One unsuspecting technology that has made soft-skills training not only engaging, but also possible in the world of remote work is virtual reality (VR).

“VR is able to deliver the kind of learning that makes your brain feel like it’s been through the experience you’re learning about rather than something you’ve observed or watched,” says Hall. “People think of VR as something to be done on your own, something that can be very isolating, which is absolutely not true.”

Contented Brothers recently worked on implementing VR-assisted soft-skills training where one employee wore a VR headset and another held clues to a puzzle that could be resolved only through collaboration. While VR training does require additional equipment, solutions like Google Cardboard have made it accessible and a viable option for remote training.

World of AI: risks and opportunities

Looking beyond interactivity, businesses often turn to artificial intelligence (AI) as a panacea for all their corporate inefficiencies. We’re already seeing some progress in this realm with adaptive technologies that take specific job-role competencies and match them up against individual skill levels of the employee. 

The technology works very well in scenarios where large groups of people need to acquire a very specific skillset. Statistical data analysis can look at patterns and anomalies which then tell the student where their knowledge is lacking. Yet, the technology doesn’t come without its own flaws and AI experts warn businesses to use this technology with caution.

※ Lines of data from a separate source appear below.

//! The engine's extension points.
//!
//! The searches know nothing about game rules. Everything rule-shaped —
//! terrain cost, legality, ownership, what counts as a goal — enters
//! through these traits, implemented by the caller and passed into
//! [`SearchSpace`](crate::SearchSpace) per search.

use crate::node::PathNode;

/// Opaque owner identity, used only for equality checks (embarkation
/// legality and the default cost rules).
#[derive(Copy, Clone, Debug, PartialEq, Eq, Hash)]
#[cfg_attr(feature = "serde", derive(serde::Serialize, serde::Deserialize))]
pub struct Player(pub u32);

/// Read-only tile properties the engine consults.
pub trait Tile {
    /// Base terrain cost of entering this tile. Passable terrain is
    /// `>= 1`; the default cost decider treats anything else as
    /// impassable.
    fn move_cost(&self) -> i32;

    /// Land or water.
    fn is_land(&self) -> bool;

    /// Who has claimed this tile (settlement or territory), if anyone.
    fn owner(&self) -> Option<Player>;
}

/// Read-only mover properties the engine consults.
pub trait Mover {
    /// Moves remaining in the current turn.
    fn moves_left(&self) -> i32;

    /// Full movement allowance at the start of a fresh turn.
    fn initial_moves(&self) -> i32;

    /// Naval movers travel water; land movers travel land.
    fn is_naval(&self) -> bool;

    /// The side this mover belongs to.
    fn player(&self) -> Player;
}

/// Outcome of evaluating one edge.
///
/// The cost, the mover's remaining moves after the edge, and whether taking
/// it consumed a fresh turn are returned together, so a decider needs no
/// observable state between calls.
#[derive(Copy, Clone, Debug, PartialEq, Eq)]
pub enum EdgeCost {
    /// The edge may be taken.
    Legal {
        /// Extra cost added to the route.
        cost: i32,
        /// The mover's remaining moves after taking the edge.
        moves_left: i32,
        /// Whether the edge began a new turn (moves were exhausted and
        /// replenished before it).
        new_turn: bool,
    },
    /// The edge may not be taken. During A* an illegal edge into the exact
    /// destination cell is still accepted; see
    /// [`SearchSpace::find_path`](crate::SearchSpace::find_path).
    Illegal,
}

/// Per-edge cost and legality.
///
/// Deciders may carry state across calls, which is why `cost` takes
/// `&mut self` — one instance serves at most one search at a time.
pub trait CostDecider<T: Tile, M: Mover> {
    /// Evaluate the edge `from -> to` for `mover`, which arrives at the
    /// edge with `moves_left` moves and `turns` elapsed turns.
    fn cost(&mut self, mover: &M, from: &T, to: &T, moves_left: i32, turns: i32) -> EdgeCost;
}

/// Goal predicate and accumulator for the bounded goal-directed search.
pub trait GoalDecider<M: Mover> {
    /// Whether `node` qualifies as a goal. A qualifying node is recorded by
    /// the decider (directly, or by comparison against the best recorded so
    /// far).
    fn check(&mut self, mover: &M, node: &PathNode) -> bool;

    /// When `true`, a successful [`check`](Self::check) does not stop the
    /// search: exploration continues within the turn budget looking for
    /// better goals. When `false`, the first accepted goal terminates the
    /// search.
    fn has_sub_goals(&self) -> bool;

    /// The best goal recorded so far.
    fn goal(&self) -> Option<&PathNode>;
}
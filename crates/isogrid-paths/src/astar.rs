//! Point-to-point pathfinding (A*).

use std::collections::BinaryHeap;

use isogrid_core::{Direction, Map, Position, distance};

use crate::node::{HeapEntry, NO_PARENT, PathNode, SearchSpace, Slot, backtrace};
use crate::traits::{CostDecider, EdgeCost, Mover, Tile};

impl SearchSpace {
    /// Find the lowest-cost route for `mover` from `start` to `end`.
    ///
    /// When `carrier` is supplied the mover begins the search aboard it;
    /// the first land cell on the route that is unclaimed or owned by the
    /// mover's side is an embarkation boundary where the active mover
    /// switches from the carrier to the passenger, with the passenger's
    /// full movement allowance.
    ///
    /// Destination rule: an edge the cost decider rejects is still accepted
    /// when it leads into `end` itself, charged as the mover's entire
    /// remaining moves. Destination legality is deliberately not
    /// pre-validated — this is what lets callers plan a route whose final
    /// step is, say, an attack into an occupied cell.
    ///
    /// Returns the route from the first step after `start` to `end`, or
    /// `None` when no route exists. Panics when `start == end` or either
    /// position is out of bounds — those are caller errors, not search
    /// outcomes.
    pub fn find_path<T, M, C>(
        &mut self,
        map: &Map<T>,
        mover: &M,
        carrier: Option<&M>,
        start: Position,
        end: Position,
        decider: &mut C,
    ) -> Option<Vec<PathNode>>
    where
        T: Tile,
        M: Mover,
        C: CostDecider<T, M>,
    {
        self.check_map(map);
        assert!(map.is_valid(start), "start {start} out of bounds");
        assert!(map.is_valid(end), "end {end} out of bounds");
        assert!(start != end, "start and end must be distinct");

        self.astar_generation = self.astar_generation.wrapping_add(1);
        let cur_gen = self.astar_generation;

        let start_idx = self.flat(start);
        let end_idx = self.flat(end);

        self.astar_slots[start_idx] = Slot {
            cost: 0,
            f: distance(start, end),
            parent: NO_PARENT,
            direction: None,
            moves_left: carrier.map_or(mover.moves_left(), |c| c.moves_left()),
            turns: 0,
            on_carrier: carrier.is_some(),
            generation: cur_gen,
            open: true,
        };

        let mut heap = BinaryHeap::new();
        heap.push(HeapEntry {
            idx: start_idx,
            f: self.astar_slots[start_idx].f,
            pos: start,
        });

        while let Some(entry) = heap.pop() {
            let ci = entry.idx;
            {
                let slot = &self.astar_slots[ci];
                if slot.generation != cur_gen || !slot.open {
                    // Stale heap entry, superseded by a cheaper one.
                    continue;
                }
            }
            if ci == end_idx {
                return backtrace(&self.astar_slots, self.width, ci);
            }
            self.astar_slots[ci].open = false;

            let cur = self.astar_slots[ci].clone();
            let cur_pos = entry.pos;
            let prev_pos = (cur.parent != NO_PARENT).then(|| self.position(cur.parent));
            let from_tile = map.tile(cur_pos);

            for dir in Direction::ALL {
                let npos = cur_pos.adjacent(dir);
                if !map.is_valid(npos) {
                    continue;
                }
                // No back-stepping onto the immediate predecessor.
                if prev_pos == Some(npos) {
                    continue;
                }
                let to_tile = map.tile(npos);

                let mut on_carrier = cur.on_carrier;
                let mut moves_left = cur.moves_left;
                if on_carrier
                    && to_tile.is_land()
                    && to_tile.owner().is_none_or(|o| o == mover.player())
                {
                    // Embarkation boundary: the passenger takes over with
                    // its full allowance.
                    on_carrier = false;
                    moves_left = mover.initial_moves();
                }
                // `on_carrier` is only ever set when a carrier was supplied.
                let active = if on_carrier {
                    carrier.expect("carrier state without a carrier")
                } else {
                    mover
                };

                let (extra, moves_after, new_turn) =
                    match decider.cost(active, from_tile, to_tile, moves_left, cur.turns) {
                        EdgeCost::Legal {
                            cost,
                            moves_left,
                            new_turn,
                        } => (cost, moves_left, new_turn),
                        EdgeCost::Illegal => {
                            if npos != end {
                                continue;
                            }
                            // Destination rule: accepted, at the price of
                            // every remaining move.
                            (moves_left, 0, false)
                        }
                    };

                let ncost = cur.cost + extra;
                let ni = self.flat(npos);
                let slot = &mut self.astar_slots[ni];
                if slot.generation == cur_gen && ncost >= slot.cost {
                    // An entry for this cell, open or closed, is already
                    // at least as cheap.
                    continue;
                }
                let f = ncost + distance(npos, end);
                *slot = Slot {
                    cost: ncost,
                    f,
                    parent: ci,
                    direction: Some(dir),
                    moves_left: moves_after,
                    turns: cur.turns + new_turn as i32,
                    on_carrier,
                    generation: cur_gen,
                    open: true,
                };
                heap.push(HeapEntry { idx: ni, f, pos: npos });
            }
        }

        None
    }
}
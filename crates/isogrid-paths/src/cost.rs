//! The default cost decider.

use crate::traits::{CostDecider, EdgeCost, Mover, Tile};

/// Default per-edge cost rules.
///
/// - Land movers may not enter water, naval movers may not enter land.
/// - A legal edge charges the destination tile's terrain cost, clamped to
///   the moves the mover has available (a mover may always finish a move it
///   can start).
/// - A mover arriving at an edge with zero moves left first replenishes to
///   its full allowance; the edge then reports `new_turn`.
#[derive(Debug, Default, Clone, Copy)]
pub struct BaseCostDecider;

impl<T: Tile, M: Mover> CostDecider<T, M> for BaseCostDecider {
    fn cost(&mut self, mover: &M, _from: &T, to: &T, moves_left: i32, _turns: i32) -> EdgeCost {
        if mover.is_naval() && to.is_land() {
            return EdgeCost::Illegal;
        }
        if !mover.is_naval() && !to.is_land() {
            return EdgeCost::Illegal;
        }
        let terrain = to.move_cost();
        if terrain <= 0 {
            return EdgeCost::Illegal;
        }

        let mut available = moves_left;
        let mut new_turn = false;
        if available == 0 {
            available = mover.initial_moves();
            new_turn = true;
        }
        let cost = terrain.min(available);
        EdgeCost::Legal {
            cost,
            moves_left: available - cost,
            new_turn,
        }
    }
}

“The notion of intelligence is quite wrong in this context, because what we talk about here is repetitive data extrapolation. Intelligence is about innovation of thinking, the ability to discover hidden things in what is visible, which you don’t get in machine learning. It is in a way creating subordination to existing knowledge,” says Dr Cyrille Mathis, neurology and psychiatry specialist, and chief scientific officer at ThinkTankMaths, a mathematics research company based in Edinburgh.

Angela Mathis, chief executive at ThinkTankMaths, adds: “Current AI is good when you’re looking for statistical patterns, things that match, but not looking for outliers. However, in these outliers there’s a universe of information; that’s where you’d go if you’d like to invent and create.”

Since AI relies on pre-existing sets of data, there’s a heightened risk of introducing unconscious biases in the algorithm, causing more damage than good. Amazon’s AI-driven recruitment tool is a perfect example of this. The technology used data sets based on successful male applicants, making the system discriminate against female candidates. The technology was instantly shut down once its bias was discovered, but the risk always remains that more subtle biases can go unnoticed for a long time.

Regardless of the approach they take, businesses are aware things will never go back to how they were, nor should they. Some changes were long overdue and are making a big positive impact, while others need to be introduced with more caution. 

“Our approach to learning and development in the UK & Ireland will not be going back to what it was. There will be two main changes. Firstly, the future will be a greater blend between virtual and in-person than before and secondly, our longer courses will be spread out over weeks not compressed into days. Seventy per cent of information taken in is lost within 24 hours; this is a stat that the learning and development community previously accepted, but COVID has given us a chance to change this,” says Palmer at L’Oréal.

And maybe that’s exactly what the workforce of tomorrow needs. Rather than delivering training faster, better, smarter, all we need is a bit of a break. A bit of time to engage in a quality peer-to-peer or teacher-to-student interaction that encourages us to think critically, challenge the status quo and use our imagination. It’s these skills that will eventually help businesses weather the storm and come out stronger at the other end.